Прерия, мать, я твой мальчик, один из твоих сыновей.

Я люблю тебя сердцем мужчины, убаюкавшим свою боль.

Здесь, посредине твоей бескрайности, я не прошу ни о чём, кроме

Ещё одного рассвета, кроме ещё одной пылающей луны,

Отражённой пожаром в реке.

Я говорю о новых городах и новых людях.

Знайте: прошлое — это горсточка пепла.

Знайте: вчерашний день - это утихший ветер,

Это закатившееся за горизонт солнце.

Вам говорю я: нет ничего, кроме океана завтрашних дней,

кроме неба наплывающих завтра.

Я брат лущильщикам кукурузы, что глядят на закат и бормочут:

"То-то завтра будет денёк!"

 

 

 

 

НЕУДАЧНИКИ

 

Если я набреду на могилу Ионы,

я присяду и вспомню:

меня тоже однажды поглотила тьма,

и всё же я вышел на свет живым.

 

Проходя мимо надгробья Нерона,

я скажу: "Вот и отлично!" —

я тоже сыграл на скрипке в горящем мире

и выкинул столько нелепых фокусов!

 

А потом я найду могилу Синдбада,

чтобы пожать его прозрачную руку и сказать:

"Ни ты, ни я не умер слишком рано,

ведь правда, старик?"

 

И последний ночлег Навуходоноссора —

когда подойду к нему, то скажу:

"Ты ел траву, а я однажды съел ворону —

ну, кто из нас теперь богаче?"

 

Джек Кейдж, Джон Браун, Джесс Джеймс —

возле них я тоже помедлю

и скажу их надгробьям:

"Боже, дай силы вспомнить всех неудачников!"

 

Я прошу вас посыпать головы пеплом

в память о том сержанте в Белло Вудс,

который шагал в ураганный огонь, крича на своих парней:

"Эй вы, ... , вперёд!
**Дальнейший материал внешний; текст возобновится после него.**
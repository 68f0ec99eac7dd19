// Copyright (c) 2026 Christoph Gaffga
// SPDX-License-Identifier: GPL-3.0-only

//! Wavelet/DCT transform engine.
//!
//! Decomposes an image region into named coefficient bands with a multi-level
//! orthonormal Haar DWT applied independently per channel, optionally
//! followed by a whole-band DCT of the final approximation band. The inverse
//! reconstructs the region exactly (up to floating-point error); rounding to
//! 8-bit pixels is left to [`pixels::PixelImage::from_coeffs`].
//!
//! Band naming follows the usual convention: `HH1`, `HL1`, `LH1` are the
//! level-1 details, `LL2` the level-2 approximation, and `LL2_DCT` its DCT.
//!
//! Every band is a [`CoeffArray`] of shape `[H / 2^level, W / 2^level, C]`,
//! so the band layout depends only on the region shape and level count.
//! Embedding changes values, never shapes.

pub mod error;
pub mod array;
pub mod haar;
pub mod dct;
pub mod pixels;

use core::fmt;

use array::CoeffArray;
use error::{Result, TransformError};
use haar::HaarLevel;

#[cfg(feature = "parallel")]
use rayon::prelude::*;

/// Standard decomposition depth.
pub const DEFAULT_LEVELS: u8 = 2;

/// Deepest supported decomposition.
pub const MAX_LEVELS: u8 = 6;

/// Subband kind. Combined with a level in [`BandId`].
#[derive(Debug, Clone, Copy, PartialEq, Eq, Hash, PartialOrd, Ord)]
pub enum BandKind {
    /// Diagonal detail.
    Hh,
    /// Horizontal high-pass detail (vertical edges).
    Hl,
    /// Vertical high-pass detail (horizontal edges).
    Lh,
    /// Approximation at the deepest level.
    Ll,
    /// DCT of the deepest approximation.
    LlDct,
}

/// Identifies one band of a [`CoefficientBands`] set, e.g. `HH1` or `LL2_DCT`.
#[derive(Debug, Clone, Copy, PartialEq, Eq, Hash, PartialOrd, Ord)]
pub struct BandId {
    pub kind: BandKind,
    pub level: u8,
}

impl BandId {
    pub const fn new(kind: BandKind, level: u8) -> Self {
        Self { kind, level }
    }

    /// Parse a band name such as `"HL2"` or `"LL2_DCT"`.
    pub fn parse(name: &str) -> Option<Self> {
        let (body, dct) = match name.strip_suffix("_DCT") {
            Some(body) => (body, true),
            None => (name, false),
        };
        if body.len() < 3 || !body.is_char_boundary(2) {
            return None;
        }
        let level: u8 = body[2..].parse().ok()?;
        if level == 0 {
            return None;
        }
        let kind = match (&body[..2], dct) {
            ("HH", false) => BandKind::Hh,
            ("HL", false) => BandKind::Hl,
            ("LH", false) => BandKind::Lh,
            ("LL", false) => BandKind::Ll,
            ("LL", true) => BandKind::LlDct,
            _ => return None,
        };
        Some(Self { kind, level })
    }
}

impl fmt::Display for BandId {
    fn fmt(&self, f: &mut fmt::Formatter<'_>) -> fmt::Result {
        match self.kind {
            BandKind::Hh => write!(f, "HH{}", self.level),
            BandKind::Hl => write!(f, "HL{}", self.level),
            BandKind::Lh => write!(f, "LH{}", self.level),
            BandKind::Ll => write!(f, "LL{}", self.level),
            BandKind::LlDct => write!(f, "LL{}_DCT", self.level),
        }
    }
}

/// Detail bands of one decomposition level.
#[derive(Debug, Clone, PartialEq)]
pub struct DetailBands {
    pub hh: CoeffArray,
    pub hl: CoeffArray,
    pub lh: CoeffArray,
}

/// The full set of transform coefficients for one image region.
///
/// The approximation band is held either raw (`LL{L}`) or in the DCT domain
/// (`LL{L}_DCT`), never both: they are two views of the same data, and only
/// the one selected at [`forward`] time is addressable.
#[derive(Debug, Clone, PartialEq)]
pub struct CoefficientBands {
    levels: u8,
    /// Shape of the decomposed region.
    height: usize,
    width: usize,
    channels: usize,
    /// `details[l - 1]` holds level `l`.
    details: Vec<DetailBands>,
    approx: CoeffArray,
    approx_is_dct: bool,
}

impl CoefficientBands {
    pub fn levels(&self) -> u8 {
        self.levels
    }

    pub fn use_dct(&self) -> bool {
        self.approx_is_dct
    }

    /// `(height, width, channels)` of the region these bands reconstruct.
    pub fn region_shape(&self) -> (usize, usize, usize) {
        (self.height, self.width, self.channels)
    }

    pub fn channels(&self) -> usize {
        self.channels
    }

    /// Look up a band. Returns `None` for levels or kinds not present.
    pub fn band(&self, id: BandId) -> Option<&CoeffArray> {
        match id.kind {
            BandKind::Ll if id.level == self.levels && !self.approx_is_dct => Some(&self.approx),
            BandKind::LlDct if id.level == self.levels && self.approx_is_dct => Some(&self.approx),
            BandKind::Ll | BandKind::LlDct => None,
            BandKind::Hh | BandKind::Hl | BandKind::Lh => {
                let level = self.details.get((id.level as usize).checked_sub(1)?)?;
                Some(match id.kind {
                    BandKind::Hh => &level.hh,
                    BandKind::Hl => &level.hl,
                    _ => &level.lh,
                })
            }
        }
    }

    /// Mutable band lookup. Shapes cannot be changed through this reference
    /// because [`CoeffArray`] exposes values only.
    pub fn band_mut(&mut self, id: BandId) -> Option<&mut CoeffArray> {
        match id.kind {
            BandKind::Ll if id.level == self.levels && !self.approx_is_dct => Some(&mut self.approx),
            BandKind::LlDct if id.level == self.levels && self.approx_is_dct => {
                Some(&mut self.approx)
            }
            BandKind::Ll | BandKind::LlDct => None,
            BandKind::Hh | BandKind::Hl | BandKind::Lh => {
                let level = self.details.get_mut((id.level as usize).checked_sub(1)?)?;
                Some(match id.kind {
                    BandKind::Hh => &mut level.hh,
                    BandKind::Hl => &mut level.hl,
                    _ => &mut level.lh,
                })
            }
        }
    }

    /// All present bands: `HH1, HL1, LH1, ..., HH{L}, HL{L}, LH{L}`, then the
    /// approximation (`LL{L}` or `LL{L}_DCT`).
    pub fn band_ids(&self) -> Vec<BandId> {
        let mut ids = Vec::with_capacity(self.details.len() * 3 + 1);
        for level in 1..=self.levels {
            ids.push(BandId::new(BandKind::Hh, level));
            ids.push(BandId::new(BandKind::Hl, level));
            ids.push(BandId::new(BandKind::Lh, level));
        }
        let approx_kind = if self.approx_is_dct { BandKind::LlDct } else { BandKind::Ll };
        ids.push(BandId::new(approx_kind, self.levels));
        ids
    }

    /// Total coefficient count over all bands (equals the region's sample count).
    pub fn total_len(&self) -> usize {
        self.details
            .iter()
            .map(|d| d.hh.len() + d.hl.len() + d.lh.len())
            .sum::<usize>()
            + self.approx.len()
    }
}

/// Detail planes of one level for a single channel.
struct ChannelLevel {
    hh: Vec<f64>,
    hl: Vec<f64>,
    lh: Vec<f64>,
}

/// One channel's decomposition, before channels are interleaved into bands.
struct ChannelBands {
    levels: Vec<ChannelLevel>,
    approx: Vec<f64>,
}

fn validate_levels(levels: u8) -> Result<()> {
    if levels == 0 || levels > MAX_LEVELS {
        return Err(TransformError::InvalidLevels(levels));
    }
    Ok(())
}

fn decompose_channel(mut plane: Vec<f64>, height: usize, width: usize, levels: u8, use_dct: bool) -> ChannelBands {
    let (mut h, mut w) = (height, width);
    let mut details = Vec::with_capacity(levels as usize);
    for _ in 0..levels {
        let HaarLevel { ll, hl, lh, hh, height: h2, width: w2 } = haar::analyze(&plane, h, w);
        details.push(ChannelLevel { hh, hl, lh });
        plane = ll;
        h = h2;
        w = w2;
    }
    let approx = if use_dct { dct::dct2d(&plane, h, w) } else { plane };
    ChannelBands { levels: details, approx }
}

/// Forward transform of a region whose sides are multiples of `2^levels`.
///
/// Pixels are used as-is (no level shift). Use
/// [`pixels::working_region`] to pick the region of an arbitrary image.
pub fn forward(region: &CoeffArray, levels: u8, use_dct: bool) -> Result<CoefficientBands> {
    validate_levels(levels)?;
    let (height, width, channels) = region.shape();
    if channels == 0 {
        return Err(TransformError::UnsupportedChannels(0));
    }
    let divisor = 1usize << levels;
    if height == 0 || width == 0 {
        return Err(TransformError::TooSmall { width, height, levels });
    }
    if height % divisor != 0 || width % divisor != 0 {
        return Err(TransformError::NotDivisible { width, height, divisor });
    }

    let run = |ch: usize| decompose_channel(region.channel_plane(ch), height, width, levels, use_dct);

    #[cfg(feature = "parallel")]
    let per_channel: Vec<ChannelBands> = (0..channels).into_par_iter().map(run).collect();

    #[cfg(not(feature = "parallel"))]
    let per_channel: Vec<ChannelBands> = (0..channels).map(run).collect();

    let n_levels = levels as usize;
    let mut hh: Vec<Vec<Vec<f64>>> = vec![Vec::with_capacity(channels); n_levels];
    let mut hl: Vec<Vec<Vec<f64>>> = vec![Vec::with_capacity(channels); n_levels];
    let mut lh: Vec<Vec<Vec<f64>>> = vec![Vec::with_capacity(channels); n_levels];
    let mut approx_planes = Vec::with_capacity(channels);
    for cb in per_channel {
        for (lvl, level) in cb.levels.into_iter().enumerate() {
            hh[lvl].push(level.hh);
            hl[lvl].push(level.hl);
            lh[lvl].push(level.lh);
        }
        approx_planes.push(cb.approx);
    }

    let mut details = Vec::with_capacity(n_levels);
    for lvl in 0..n_levels {
        let (bh, bw) = (height >> (lvl + 1), width >> (lvl + 1));
        details.push(DetailBands {
            hh: CoeffArray::from_planes(bh, bw, &hh[lvl])?,
            hl: CoeffArray::from_planes(bh, bw, &hl[lvl])?,
            lh: CoeffArray::from_planes(bh, bw, &lh[lvl])?,
        });
    }

    let approx = CoeffArray::from_planes(height >> levels, width >> levels, &approx_planes)?;

    Ok(CoefficientBands {
        levels,
        height,
        width,
        channels,
        details,
        approx,
        approx_is_dct: use_dct,
    })
}

fn reconstruct_channel(bands: &CoefficientBands, ch: usize) -> Vec<f64> {
    let levels = bands.levels as usize;
    let (ah, aw) = (bands.height >> levels, bands.width >> levels);
    let mut ll = bands.approx.channel_plane(ch);
    if bands.approx_is_dct {
        ll = dct::idct2d(&ll, ah, aw);
    }
    for lvl in (0..levels).rev() {
        let d = &bands.details[lvl];
        let level = HaarLevel {
            ll,
            hl: d.hl.channel_plane(ch),
            lh: d.lh.channel_plane(ch),
            hh: d.hh.channel_plane(ch),
            height: bands.height >> (lvl + 1),
            width: bands.width >> (lvl + 1),
        };
        ll = haar::synthesize(&level);
    }
    ll
}

/// Inverse transform: IDCT of the approximation (if held in DCT form), then
/// Haar synthesis from the deepest level up. No rounding is applied.
pub fn inverse(bands: &CoefficientBands) -> Result<CoeffArray> {
    let (height, width, channels) = (bands.height, bands.width, bands.channels);
    let levels = bands.levels as usize;
    if bands.details.len() != levels || bands.approx.shape() != (height >> levels, width >> levels, channels) {
        return Err(TransformError::ShapeMismatch);
    }
    for (lvl, d) in bands.details.iter().enumerate() {
        let expected = (height >> (lvl + 1), width >> (lvl + 1), channels);
        if d.hh.shape() != expected || d.hl.shape() != expected || d.lh.shape() != expected {
            return Err(TransformError::ShapeMismatch);
        }
    }

    let run = |ch: usize| reconstruct_channel(bands, ch);

    #[cfg(feature = "parallel")]
    let planes: Vec<Vec<f64>> = (0..channels).into_par_iter().map(run).collect();

    #[cfg(not(feature = "parallel"))]
    let planes: Vec<Vec<f64>> = (0..channels).map(run).collect();

    CoeffArray::from_planes(height, width, &planes)
}

#[cfg(test)]
mod tests {
    use super::*;

    fn test_region(h: usize, w: usize, c: usize) -> CoeffArray {
        let data = (0..h * w * c)
            .map(|i| ((i * 7919 + i / 3) % 256) as f64)
            .collect();
        CoeffArray::from_vec(h, w, c, data).unwrap()
    }

    #[test]
    fn band_names_roundtrip() {
        for name in ["HH1", "HL1", "LH1", "HH2", "LL2", "LL2_DCT", "HL12"] {
            let id = BandId::parse(name).unwrap();
            assert_eq!(id.to_string(), name);
        }
        for bad in ["", "HH", "HH0", "XX1", "HH1_DCT", "LLx", "LL2_dct"] {
            assert!(BandId::parse(bad).is_none(), "{bad} should not parse");
        }
    }

    #[test]
    fn band_shapes_follow_levels() {
        let bands = forward(&test_region(32, 16, 3), 2, true).unwrap();
        let hh1 = bands.band(BandId::parse("HH1").unwrap()).unwrap();
        assert_eq!(hh1.shape(), (16, 8, 3));
        let lh2 = bands.band(BandId::parse("LH2").unwrap()).unwrap();
        assert_eq!(lh2.shape(), (8, 4, 3));
        let dct = bands.band(BandId::parse("LL2_DCT").unwrap()).unwrap();
        assert_eq!(dct.shape(), (8, 4, 3));
        assert!(bands.band(BandId::parse("LL2").unwrap()).is_none());
        assert!(bands.band(BandId::parse("HH3").unwrap()).is_none());
        assert_eq!(bands.total_len(), 32 * 16 * 3);
    }

    #[test]
    fn band_ids_order() {
        let bands = forward(&test_region(8, 8, 1), 2, false).unwrap();
        let names: Vec<String> = bands.band_ids().iter().map(|b| b.to_string()).collect();
        assert_eq!(names, ["HH1", "HL1", "LH1", "HH2", "HL2", "LH2", "LL2"]);
    }

    #[test]
    fn roundtrip_identity_all_configurations() {
        for &(levels, use_dct, c) in &[(1, false, 1), (2, true, 1), (2, false, 3), (3, true, 3)] {
            let region = test_region(16, 24, c);
            let bands = forward(&region, levels, use_dct).unwrap();
            let back = inverse(&bands).unwrap();
            assert_eq!(back.shape(), region.shape());
            for (a, b) in region.as_slice().iter().zip(back.as_slice()) {
                assert!((a - b).abs() < 1e-9, "levels={levels} dct={use_dct} c={c}");
            }
        }
    }

    #[test]
    fn approximation_carries_mean() {
        let region = CoeffArray::from_vec(4, 4, 1, vec![50.0; 16]).unwrap();
        let bands = forward(&region, 2, false).unwrap();
        // Two orthonormal levels scale a constant by 2 * 2.
        let ll = bands.band(BandId::new(BandKind::Ll, 2)).unwrap();
        assert!((ll.get(0, 0, 0) - 200.0).abs() < 1e-9);
    }

    #[test]
    fn rejects_bad_shapes_and_levels() {
        let region = test_region(12, 10, 1);
        assert!(matches!(forward(&region, 2, false), Err(TransformError::NotDivisible { .. })));
        assert!(matches!(forward(&region, 0, false), Err(TransformError::InvalidLevels(0))));
        assert!(matches!(forward(&region, 7, false), Err(TransformError::InvalidLevels(7))));
        let empty = CoeffArray::zeros(0, 8, 1);
        assert!(matches!(forward(&empty, 1, false), Err(TransformError::TooSmall { .. })));
    }

    #[test]
    fn channels_are_independent() {
        let mut region = test_region(8, 8, 3);
        let before = forward(&region, 1, false).unwrap();
        // Perturb channel 2 only.
        region.set(3, 3, 2, 999.0);
        let after = forward(&region, 1, false).unwrap();
        for id in before.band_ids() {
            let (a, b) = (before.band(id).unwrap(), after.band(id).unwrap());
            assert_eq!(a.channel_plane(0), b.channel_plane(0));
            assert_eq!(a.channel_plane(1), b.channel_plane(1));
        }
    }
}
Вы что — захотели жить вечно?!"

 

 

 

 

ТРАВА

 

Соберите трупы Аустерлица и Ватерлоо,

засыпьте землёй и дайте мне время:

я трава, я расту везде.

Соберите трупы под Геттисбургом,

сложите трупы Ипра и Вердена,

покройте землёй и дайте мне время.

Пройдёт два года, десять лет, и пассажиры поезда

спросят у проводника:

Как называется это место?

Где это мы проезжаем?

Я трава.

Я хочу работать.

 

 

 

ПАСТОРАЛЬ

 

Любовь — это песнь соловья у тебя в груди,

когда труд твой тяжёл и долог.

Радость — это гонга удар, когда кончен рабочий день.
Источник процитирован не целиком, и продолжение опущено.